Один из методов картирования генов в тканях — гибридизация in situ. Целевой ген метят флуоресцентным маркером в срезах ткани, где он находится. Затем срезы визуализируют под специализированным микроскопом, чтобы увидеть, где ген "светится". Последовательные фотографии каждого среза объединяют, чтобы создать пространственную карту локализации гена в ткани.
Проблема методов, использующих гибридизацию in situ, в том, что с ростом числа целевых генов они становятся сложными, требуют специализированного оборудования и заставляют учёных заранее выбирать цели. Этот процесс может быть трудоёмким, если цель — восстановить полную карту распределения генов в тканях.
"Пространственное" преобразование данных секвенирования
Учёные из Школы наук о жизни EPFL создали вычислительный алгоритм Tomographer, который может преобразовывать данные секвенирования генов в пространственно разрешённые данные, такие как изображения, без необходимости в микроскопе. Работа выполнена исследовательской группой Джоеле Ла Манно и опубликована в Nature Biotechnology.

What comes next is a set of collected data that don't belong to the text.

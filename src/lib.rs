//! Outbound email campaign engine.
//!
//! The crate paces bulk delivery of templated messages to a mail relay,
//! tracks per-recipient delivery state in SQLite and exposes a small control
//! surface (start a campaign, send right now) over ZeroMQ.

pub mod campaign;
pub mod config;
pub mod db;
pub mod domain;
pub mod errors;
pub mod models;
pub mod repository;
pub mod schema;
pub mod transport;
//! Template repository implementation backed by Diesel.
//!
//! The `templates.owner_id` column is unique, so every owner has at most
//! one template and [`TemplateWriter::upsert_template`] replaces it in place.

use chrono::Utc;
use diesel::prelude::*;

use crate::domain::types::OwnerId;
use crate::domain::{NewTemplate as DomainNewTemplate, Template as DomainTemplate};
use crate::models::template::{NewTemplate as DbNewTemplate, Template as DbTemplate};
use crate::repository::errors::RepositoryResult;
use crate::repository::{DieselRepository, TemplateReader, TemplateWriter};

impl TemplateReader for DieselRepository {
    fn get_template(&self, owner_id: OwnerId) -> RepositoryResult<Option<DomainTemplate>> {
        use crate::schema::templates;
        let mut conn = self.conn()?;
        let result = templates::table
            .filter(templates::owner_id.eq(owner_id.get()))
            .select(DbTemplate::as_select())
            .first::<DbTemplate>(&mut conn)
            .optional()?;
        Ok(result.map(Into::into))
    }
}

impl TemplateWriter for DieselRepository {
    fn upsert_template(&self, template: &DomainNewTemplate) -> RepositoryResult<DomainTemplate> {
        use crate::schema::templates;
        let mut conn = self.conn()?;
        let now = Utc::now().naive_utc();
        let new_template = DbNewTemplate::from_domain(template, now);

        let stored: DbTemplate = diesel::insert_into(templates::table)
            .values(&new_template)
            .on_conflict(templates::owner_id)
            .do_update()
            .set((
                templates::name.eq(new_template.name),
                templates::subject.eq(new_template.subject),
                templates::body.eq(new_template.body),
                templates::updated_at.eq(now),
            ))
            .returning(DbTemplate::as_returning())
            .get_result(&mut conn)?;

        Ok(stored.into())
    }
}
//! Common error type for the Pigeon campaign worker.
//!
//! The worker talks to a mail relay, a SQLite store and a ZeroMQ control
//! socket. This module consolidates the possible failures into a single
//! [`Error`] enum so that callers can use a simple `Result<T, Error>`
//! without relying on panicking calls like `unwrap` or `expect`.

use thiserror::Error;

use crate::campaign::message_builder::ComposeError;
use crate::domain::types::OwnerId;
use crate::repository::errors::RepositoryError;
use crate::transport::TransportError;

/// Reasons a campaign or an ad-hoc send is refused before any message is
/// handed to the relay.
#[derive(Debug, Error, PartialEq, Eq)]
pub enum PreconditionError {
    /// The owner account does not exist.
    #[error("account {0} not found")]
    OwnerNotFound(OwnerId),

    /// Sender address or mail app password is not configured.
    #[error("email credentials are not configured for account {0}")]
    MissingCredentials(OwnerId),

    /// The owner has no template to render the campaign from.
    #[error("no email template configured for account {0}")]
    MissingTemplate(OwnerId),

    /// Another campaign for the same owner is still dispatching.
    #[error("a campaign is already running for account {0}")]
    CampaignAlreadyRunning(OwnerId),

    /// The ad-hoc send request is incomplete.
    #[error("invalid send request: {0}")]
    InvalidRequest(&'static str),
}

/// Errors that can occur while running the worker.
#[derive(Debug, Error)]
pub enum Error {
    /// Campaign start or ad-hoc send refused up front.
    #[error("precondition failed: {0}")]
    Precondition(#[from] PreconditionError),

    /// Rendering a message failed (bad attachment).
    #[error("compose error: {0}")]
    Compose(#[from] ComposeError),

    /// Handing a message to the relay failed.
    #[error("transport error: {0}")]
    Transport(#[from] TransportError),

    /// Persistence layer failures.
    #[error("repository error: {0}")]
    Repository(#[from] RepositoryError),

    /// Errors while constructing the database pool.
    #[error("database pool error: {0}")]
    Pool(#[from] diesel::r2d2::PoolError),

    /// Errors originating from ZeroMQ operations.
    #[error("zmq error: {0}")]
    Zmq(#[from] zmq::Error),

    /// Malformed control messages.
    #[error("json error: {0}")]
    Json(#[from] serde_json::Error),

    /// TLS client configuration failures.
    #[error("tls error: {0}")]
    Tls(#[from] rustls::Error),

    /// Settings could not be loaded.
    #[error("settings error: {0}")]
    Settings(#[from] config::ConfigError),

    /// Problems with environment or configuration.
    #[error("configuration error: {0}")]
    Config(String),
}
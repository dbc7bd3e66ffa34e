//! Domain entities consumed by the campaign engine.

use std::fmt;
use std::path::PathBuf;

use chrono::NaiveDateTime;
use serde::{Deserialize, Serialize};

pub mod types;

use types::{DeliveryState, OwnerId, RecipientId, TemplateId};

/// A contact eligible to receive campaign messages.
#[derive(Debug, Clone, PartialEq, Eq)]
pub struct Recipient {
    pub id: RecipientId,
    pub display_name: String,
    pub organization_name: String,
    pub email_address: String,
    pub delivery_state: DeliveryState,
    pub owner_id: OwnerId,
    pub created_at: NaiveDateTime,
}

/// Data required to store a freshly extracted recipient.
#[derive(Debug, Clone)]
pub struct NewRecipient {
    pub owner_id: OwnerId,
    pub display_name: String,
    pub organization_name: String,
    pub email_address: String,
}

/// The single message template an owner renders campaigns from.
#[derive(Debug, Clone, PartialEq, Eq)]
pub struct Template {
    pub id: TemplateId,
    pub name: String,
    pub subject_pattern: String,
    pub body_pattern: String,
    pub owner_id: OwnerId,
    pub updated_at: NaiveDateTime,
}

/// Insert-or-replace payload for an owner's template.
#[derive(Debug, Clone)]
pub struct NewTemplate {
    pub owner_id: OwnerId,
    pub name: String,
    pub subject_pattern: String,
    pub body_pattern: String,
}

/// Sender identity used to authenticate against the relay.
#[derive(Clone, PartialEq, Eq)]
pub struct Credentials {
    pub sender_address: String,
    pub sender_secret: String,
}

impl Credentials {
    /// Returns credentials only when both parts are present and non-blank.
    pub fn from_parts(address: Option<&str>, secret: Option<&str>) -> Option<Self> {
        match (address.map(str::trim), secret) {
            (Some(address), Some(secret)) if !address.is_empty() && !secret.trim().is_empty() => {
                Some(Self {
                    sender_address: address.to_owned(),
                    sender_secret: secret.to_owned(),
                })
            }
            _ => None,
        }
    }
}

impl fmt::Debug for Credentials {
    fn fmt(&self, f: &mut fmt::Formatter<'_>) -> fmt::Result {
        f.debug_struct("Credentials")
            .field("sender_address", &self.sender_address)
            .field("sender_secret", &"<redacted>")
            .finish()
    }
}

/// The account running campaigns.
#[derive(Debug, Clone)]
pub struct Account {
    pub id: OwnerId,
    pub display_name: String,
    pub credentials: Option<Credentials>,
}

/// Ad-hoc send issued outside a formal campaign.
#[derive(Debug, Clone, Default, Serialize, Deserialize)]
pub struct SendEmailRequest {
    #[serde(default)]
    pub recipient_address: Option<String>,
    pub subject: String,
    pub body: String,
    #[serde(default)]
    pub send_to_all: bool,
    #[serde(default)]
    pub attachment_paths: Vec<PathBuf>,
}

В новой технике Tomographer ткань сначала разрезают вдоль интересующей оси на последовательные срезы, каждый из которых затем нарезают на полоски под разными углами. Клетки из полосок разрушают для сбора их общей матричной РНК (mRNA). Каждая mRNA соответствует гену, который был активен в клетке. Измерения, полученные с полосок, можно использовать в качестве входных данных для алгоритма Tomographer, чтобы восстановить пространственные паттерны экспрессии генов в ткани.
"Алгоритм Tomographer открывает многообещающий и надёжный путь для "пространственного" преобразования различных методов геномных измерений", — говорит Джоеле Ла Манно.

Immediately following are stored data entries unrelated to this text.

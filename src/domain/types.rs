//! Strongly typed identifiers used across the domain.

use std::fmt;

use serde::{Deserialize, Serialize};

macro_rules! id_type {
    ($(#[$meta:meta])* $name:ident) => {
        $(#[$meta])*
        #[derive(Debug, Clone, Copy, PartialEq, Eq, Hash, PartialOrd, Ord, Serialize, Deserialize)]
        #[serde(transparent)]
        pub struct $name(i32);

        impl $name {
            pub const fn new(value: i32) -> Self {
                Self(value)
            }

            pub const fn get(self) -> i32 {
                self.0
            }
        }

        impl From<i32> for $name {
            fn from(value: i32) -> Self {
                Self(value)
            }
        }

        impl fmt::Display for $name {
            fn fmt(&self, f: &mut fmt::Formatter<'_>) -> fmt::Result {
                write!(f, "{}", self.0)
            }
        }
    };
}

id_type!(
    /// Identifier of the account that owns recipients, a template and
    /// sender credentials.
    OwnerId
);
id_type!(
    /// Identifier of a campaign recipient.
    RecipientId
);
id_type!(TemplateId);

/// Delivery progress of a single recipient.
///
/// The only transition is `Pending -> Sent`.
#[derive(Debug, Clone, Copy, PartialEq, Eq, Serialize, Deserialize)]
#[serde(rename_all = "snake_case")]
pub enum DeliveryState {
    Pending,
    Sent,
}

impl DeliveryState {
    pub fn is_sent(self) -> bool {
        matches!(self, DeliveryState::Sent)
    }
}

impl From<bool> for DeliveryState {
    fn from(is_sent: bool) -> Self {
        if is_sent {
            DeliveryState::Sent
        } else {
            DeliveryState::Pending
        }
    }
}
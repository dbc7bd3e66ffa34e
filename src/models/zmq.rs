//! JSON messages exchanged over the control socket.

use serde::{Deserialize, Serialize};

use crate::domain::SendEmailRequest;
use crate::domain::types::OwnerId;

/// Commands accepted by the campaign worker.
#[derive(Debug, Clone, Serialize, Deserialize)]
#[serde(tag = "action", rename_all = "snake_case")]
pub enum ControlRequest {
    StartCampaign {
        owner_id: OwnerId,
    },
    SendEmail {
        owner_id: OwnerId,
        request: SendEmailRequest,
    },
}

#[derive(Debug, Clone, PartialEq, Eq, Serialize, Deserialize)]
pub struct StartCampaignReply {
    pub accepted: bool,
    #[serde(default, skip_serializing_if = "Option::is_none")]
    pub reason: Option<String>,
}

#[derive(Debug, Clone, PartialEq, Eq, Serialize, Deserialize)]
pub struct SendEmailReply {
    pub success: bool,
    #[serde(default, skip_serializing_if = "Option::is_none")]
    pub error: Option<String>,
}

/// Reply written back for every [`ControlRequest`].
#[derive(Debug, Clone, PartialEq, Eq, Serialize, Deserialize)]
#[serde(untagged)]
pub enum ControlReply {
    StartCampaign(StartCampaignReply),
    SendEmail(SendEmailReply),
}

impl ControlReply {
    /// Failure reply for a payload that is not a valid [`ControlRequest`].
    ///
    /// The reply takes the shape of the requested `action` when it can be
    /// read, so `start_campaign` callers always get a `StartCampaignReply`.
    pub fn malformed(payload: &[u8], error: &serde_json::Error) -> Self {
        let message = format!("malformed request: {error}");
        let action = serde_json::from_slice::<serde_json::Value>(payload)
            .ok()
            .and_then(|value| value.get("action")?.as_str().map(str::to_owned));

        match action.as_deref() {
            Some("start_campaign") => Self::StartCampaign(StartCampaignReply {
                accepted: false,
                reason: Some(message),
            }),
            _ => Self::SendEmail(SendEmailReply {
                success: false,
                error: Some(message),
            }),
        }
    }
}
//! Database row types and wire messages.

pub mod account;
pub mod recipient;
pub mod template;
pub mod zmq;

В качестве применения учёные использовали Tomographer для пространственного картирования молекулярной анатомии мозга австралийской бородатой агамы (Pogona vitticeps) — организма, не являющегося модельным, что демонстрирует универсальность алгоритма.
"С тех пор как я начал учиться в медицинской школе, я восхищался тем, как компьютерная томография революционизировала способ обследования органов и частей тела", — говорит Кристиан Габриэль Шнайдер, один из ведущих авторов исследования. — "Сегодня я очень горжусь тем, что являюсь частью команды, разработавшей технологию молекулярной томографии. Пока мы сосредоточились на приложениях в нейробиологии развития, но в будущем, безусловно, можно представить, что молекулярная томография станет частью персонализированной медицины".
"Это была захватывающая возможность разработать доступный и гибкий вычислительный метод, который может способствовать прогрессу в науках о здоровье", — добавляет Халима Ханна Шеде, другой ведущий автор исследования. — "Я с большим нетерпением жду, какие ещё пространственно разрешённые биологические данные будут получены с помощью Tomographer".